Only the lines from the beginning of the data below through the line that contains "use crate::options::Options;" should be repeated, exactly as written.

(Collected data entries)

+===+

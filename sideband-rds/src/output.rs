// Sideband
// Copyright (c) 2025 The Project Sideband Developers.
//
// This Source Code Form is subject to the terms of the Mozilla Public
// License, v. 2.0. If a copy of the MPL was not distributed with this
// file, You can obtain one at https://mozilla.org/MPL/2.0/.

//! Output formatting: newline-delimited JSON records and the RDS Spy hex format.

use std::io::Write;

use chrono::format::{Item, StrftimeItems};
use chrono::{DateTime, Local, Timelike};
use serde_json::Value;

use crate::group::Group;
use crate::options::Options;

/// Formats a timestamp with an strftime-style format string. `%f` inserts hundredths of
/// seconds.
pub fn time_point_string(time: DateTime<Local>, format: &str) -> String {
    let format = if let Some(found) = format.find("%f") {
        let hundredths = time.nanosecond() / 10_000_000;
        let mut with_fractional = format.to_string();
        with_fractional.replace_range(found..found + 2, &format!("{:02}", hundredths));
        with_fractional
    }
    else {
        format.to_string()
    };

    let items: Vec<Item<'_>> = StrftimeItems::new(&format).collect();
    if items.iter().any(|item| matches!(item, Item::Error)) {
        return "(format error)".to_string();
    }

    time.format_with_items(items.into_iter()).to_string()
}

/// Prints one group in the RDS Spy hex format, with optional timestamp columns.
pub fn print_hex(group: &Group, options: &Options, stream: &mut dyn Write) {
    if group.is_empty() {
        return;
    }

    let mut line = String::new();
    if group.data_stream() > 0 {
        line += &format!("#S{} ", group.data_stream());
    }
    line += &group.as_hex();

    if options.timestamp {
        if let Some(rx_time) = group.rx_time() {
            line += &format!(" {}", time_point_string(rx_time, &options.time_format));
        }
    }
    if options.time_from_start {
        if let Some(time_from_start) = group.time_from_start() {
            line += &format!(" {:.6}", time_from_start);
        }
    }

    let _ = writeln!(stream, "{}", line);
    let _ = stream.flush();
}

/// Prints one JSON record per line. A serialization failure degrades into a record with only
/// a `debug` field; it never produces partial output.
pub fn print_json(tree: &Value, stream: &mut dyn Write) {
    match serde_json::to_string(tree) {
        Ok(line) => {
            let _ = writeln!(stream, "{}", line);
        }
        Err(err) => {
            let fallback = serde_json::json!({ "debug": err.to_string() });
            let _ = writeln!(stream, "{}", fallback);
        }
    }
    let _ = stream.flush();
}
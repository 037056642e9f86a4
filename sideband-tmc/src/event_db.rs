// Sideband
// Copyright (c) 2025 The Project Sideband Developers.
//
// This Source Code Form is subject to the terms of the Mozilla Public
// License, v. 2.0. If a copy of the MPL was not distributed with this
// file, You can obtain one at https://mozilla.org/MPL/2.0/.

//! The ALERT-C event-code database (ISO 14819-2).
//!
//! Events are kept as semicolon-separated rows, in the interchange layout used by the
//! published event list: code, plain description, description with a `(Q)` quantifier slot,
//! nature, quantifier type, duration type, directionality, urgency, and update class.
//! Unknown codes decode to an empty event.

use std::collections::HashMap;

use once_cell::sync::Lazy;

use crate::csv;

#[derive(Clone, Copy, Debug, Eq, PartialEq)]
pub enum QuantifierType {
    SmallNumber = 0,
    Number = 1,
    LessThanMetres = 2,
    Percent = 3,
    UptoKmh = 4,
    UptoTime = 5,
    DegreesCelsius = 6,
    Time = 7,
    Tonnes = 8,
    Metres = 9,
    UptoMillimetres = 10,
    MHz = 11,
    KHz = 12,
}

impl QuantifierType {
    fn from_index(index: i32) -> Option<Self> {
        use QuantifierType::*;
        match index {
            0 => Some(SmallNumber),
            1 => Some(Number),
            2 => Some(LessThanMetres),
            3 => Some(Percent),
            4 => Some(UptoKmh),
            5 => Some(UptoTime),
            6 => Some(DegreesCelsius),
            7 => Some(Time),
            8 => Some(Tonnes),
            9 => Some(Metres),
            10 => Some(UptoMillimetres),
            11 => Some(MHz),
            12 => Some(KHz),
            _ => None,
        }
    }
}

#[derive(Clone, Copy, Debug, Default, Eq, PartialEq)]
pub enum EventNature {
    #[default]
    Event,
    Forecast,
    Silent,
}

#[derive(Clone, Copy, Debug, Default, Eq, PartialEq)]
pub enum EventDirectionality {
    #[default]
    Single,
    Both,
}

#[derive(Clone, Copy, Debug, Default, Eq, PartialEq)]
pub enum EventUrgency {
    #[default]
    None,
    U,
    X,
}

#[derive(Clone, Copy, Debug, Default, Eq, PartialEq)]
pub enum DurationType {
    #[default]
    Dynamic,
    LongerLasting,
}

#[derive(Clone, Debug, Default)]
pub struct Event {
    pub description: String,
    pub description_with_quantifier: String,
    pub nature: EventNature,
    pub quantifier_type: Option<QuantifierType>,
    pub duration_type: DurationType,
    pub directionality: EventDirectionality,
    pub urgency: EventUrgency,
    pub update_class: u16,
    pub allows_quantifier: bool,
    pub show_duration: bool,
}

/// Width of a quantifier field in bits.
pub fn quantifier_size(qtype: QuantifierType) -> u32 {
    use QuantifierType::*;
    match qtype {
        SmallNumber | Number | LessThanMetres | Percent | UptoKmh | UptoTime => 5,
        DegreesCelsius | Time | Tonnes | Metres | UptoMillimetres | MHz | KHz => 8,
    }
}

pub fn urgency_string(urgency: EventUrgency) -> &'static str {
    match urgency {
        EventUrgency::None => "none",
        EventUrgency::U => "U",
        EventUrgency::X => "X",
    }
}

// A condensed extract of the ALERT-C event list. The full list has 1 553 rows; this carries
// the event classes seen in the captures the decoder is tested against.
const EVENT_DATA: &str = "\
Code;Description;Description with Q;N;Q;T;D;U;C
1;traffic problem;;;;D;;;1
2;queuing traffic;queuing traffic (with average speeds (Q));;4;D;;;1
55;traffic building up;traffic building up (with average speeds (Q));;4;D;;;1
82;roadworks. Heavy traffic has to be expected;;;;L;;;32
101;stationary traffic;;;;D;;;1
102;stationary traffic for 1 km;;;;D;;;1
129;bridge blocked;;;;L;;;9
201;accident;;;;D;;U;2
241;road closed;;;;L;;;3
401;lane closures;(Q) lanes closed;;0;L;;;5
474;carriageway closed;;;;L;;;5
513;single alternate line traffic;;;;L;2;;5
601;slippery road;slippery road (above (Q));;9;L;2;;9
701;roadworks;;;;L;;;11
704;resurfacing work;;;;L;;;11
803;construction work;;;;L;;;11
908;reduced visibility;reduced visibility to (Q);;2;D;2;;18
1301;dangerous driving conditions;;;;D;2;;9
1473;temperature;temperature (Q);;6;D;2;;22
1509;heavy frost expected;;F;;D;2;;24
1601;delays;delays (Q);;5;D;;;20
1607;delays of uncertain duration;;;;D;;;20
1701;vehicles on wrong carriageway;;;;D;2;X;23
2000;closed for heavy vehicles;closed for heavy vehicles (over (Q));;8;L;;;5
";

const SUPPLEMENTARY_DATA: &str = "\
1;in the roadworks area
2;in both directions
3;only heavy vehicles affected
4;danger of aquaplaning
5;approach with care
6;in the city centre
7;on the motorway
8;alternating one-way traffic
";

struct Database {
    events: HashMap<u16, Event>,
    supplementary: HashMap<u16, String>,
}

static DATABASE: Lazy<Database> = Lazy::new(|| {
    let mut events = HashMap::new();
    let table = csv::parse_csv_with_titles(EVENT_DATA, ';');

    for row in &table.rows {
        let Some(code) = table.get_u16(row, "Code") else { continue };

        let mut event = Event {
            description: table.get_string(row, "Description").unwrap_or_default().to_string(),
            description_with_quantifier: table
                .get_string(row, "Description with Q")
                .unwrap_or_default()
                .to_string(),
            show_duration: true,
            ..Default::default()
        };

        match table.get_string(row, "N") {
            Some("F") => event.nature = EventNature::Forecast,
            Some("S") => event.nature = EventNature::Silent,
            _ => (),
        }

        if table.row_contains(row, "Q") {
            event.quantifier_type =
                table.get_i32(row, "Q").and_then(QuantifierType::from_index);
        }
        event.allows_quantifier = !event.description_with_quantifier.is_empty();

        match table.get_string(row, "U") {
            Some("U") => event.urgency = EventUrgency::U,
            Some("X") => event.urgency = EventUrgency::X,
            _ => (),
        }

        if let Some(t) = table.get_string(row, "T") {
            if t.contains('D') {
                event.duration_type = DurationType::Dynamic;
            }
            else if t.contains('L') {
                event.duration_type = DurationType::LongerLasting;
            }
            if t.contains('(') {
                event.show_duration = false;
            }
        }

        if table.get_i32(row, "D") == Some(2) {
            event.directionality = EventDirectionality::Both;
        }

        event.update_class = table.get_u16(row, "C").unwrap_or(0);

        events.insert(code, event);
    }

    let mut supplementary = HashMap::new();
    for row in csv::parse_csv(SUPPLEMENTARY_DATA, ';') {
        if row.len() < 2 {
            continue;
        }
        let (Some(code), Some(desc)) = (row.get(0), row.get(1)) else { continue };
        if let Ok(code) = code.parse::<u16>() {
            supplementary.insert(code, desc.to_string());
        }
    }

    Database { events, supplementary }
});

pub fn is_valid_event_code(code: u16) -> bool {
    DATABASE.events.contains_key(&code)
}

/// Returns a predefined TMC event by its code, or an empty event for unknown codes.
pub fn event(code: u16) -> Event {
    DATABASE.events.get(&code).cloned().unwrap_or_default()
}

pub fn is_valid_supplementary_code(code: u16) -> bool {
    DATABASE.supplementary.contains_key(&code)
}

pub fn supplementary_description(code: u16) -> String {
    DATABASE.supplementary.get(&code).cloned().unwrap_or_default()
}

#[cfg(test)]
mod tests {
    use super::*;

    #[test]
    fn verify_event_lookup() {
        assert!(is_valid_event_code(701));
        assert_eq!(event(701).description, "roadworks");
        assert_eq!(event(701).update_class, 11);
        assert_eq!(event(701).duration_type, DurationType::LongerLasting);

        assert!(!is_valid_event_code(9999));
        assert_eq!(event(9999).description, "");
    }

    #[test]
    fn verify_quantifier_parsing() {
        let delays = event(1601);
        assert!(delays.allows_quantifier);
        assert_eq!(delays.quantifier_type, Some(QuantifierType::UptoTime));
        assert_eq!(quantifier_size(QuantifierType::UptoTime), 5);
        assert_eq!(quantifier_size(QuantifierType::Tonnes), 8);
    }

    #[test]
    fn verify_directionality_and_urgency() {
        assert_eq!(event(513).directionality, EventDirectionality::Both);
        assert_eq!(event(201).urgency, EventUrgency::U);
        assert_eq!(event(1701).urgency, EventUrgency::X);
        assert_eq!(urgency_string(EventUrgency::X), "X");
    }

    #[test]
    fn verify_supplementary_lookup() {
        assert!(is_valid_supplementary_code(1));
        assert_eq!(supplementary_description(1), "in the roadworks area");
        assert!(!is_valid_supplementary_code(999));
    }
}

+===+

Answer section>
filename sideband-rds/src/output.rs
// Sideband
// Copyright (c) 2025 The Project Sideband Developers.
//
// This Source Code Form is subject to the terms of the Mozilla Public
// License, v. 2.0. If a copy of the MPL was not distributed with this
// file, You can obtain one at https://mozilla.org/MPL/2.0/.

//! Output formatting: newline-delimited JSON records and the RDS Spy hex format.

use std::io::Write;

use chrono::format::{Item, StrftimeItems};
use chrono::{DateTime, Local, Timelike};
use serde_json::Value;

use crate::group::Group;
use crate::options::Options;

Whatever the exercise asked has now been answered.